EXERCISE. In the listing below, start your output at the line with "filename crates/uploader/src/transport.rs" and end it after the line with "to pre-signed URLs.", copying every line exactly.

*** SUPPLIED INFORMATION ***

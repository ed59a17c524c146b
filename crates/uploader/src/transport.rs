//! Part transfer seam.

use std::future::Future;
use std::pin::Pin;

use tokio::sync::mpsc;

use crate::error::UploadError;
use crate::types::{BytesProgress, PartPut, PartReceipt};

/// Boxed future returned by [`PartTransport::put`].
pub type TransportFuture<'a> =
    Pin<Box<dyn Future<Output = Result<PartReceipt, UploadError>> + Send + 'a>>;

/// Sends part bodies to pre-signed URLs.
pub trait PartTransport: Send + Sync {
    /// Transfers one part.
    ///
    /// Byte progress goes to `progress` while the body is sent. The sender
    /// must be dropped once the transfer settles, which is automatic when it
    /// is moved into the returned future. Failures are reported as
    /// [`UploadError::Transport`] naming the part.
    fn put(&self, part: PartPut, progress: mpsc::Sender<BytesProgress>) -> TransportFuture<'_>;
}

*** End of SUPPLIED INFORMATION ***

RESPONSE FOR THIS EXERCISE.
filename crates/uploader/src/transport.rs
//! Part transfer seam.

use std::future::Future;
use std::pin::Pin;

use tokio::sync::mpsc;

use crate::error::UploadError;
use crate::types::{BytesProgress, PartPut, PartReceipt};

/// Boxed future returned by [`PartTransport::put`].
pub type TransportFuture<'a> =
    Pin<Box<dyn Future<Output = Result<PartReceipt, UploadError>> + Send + 'a>>;

/// Sends part bodies to pre-signed URLs.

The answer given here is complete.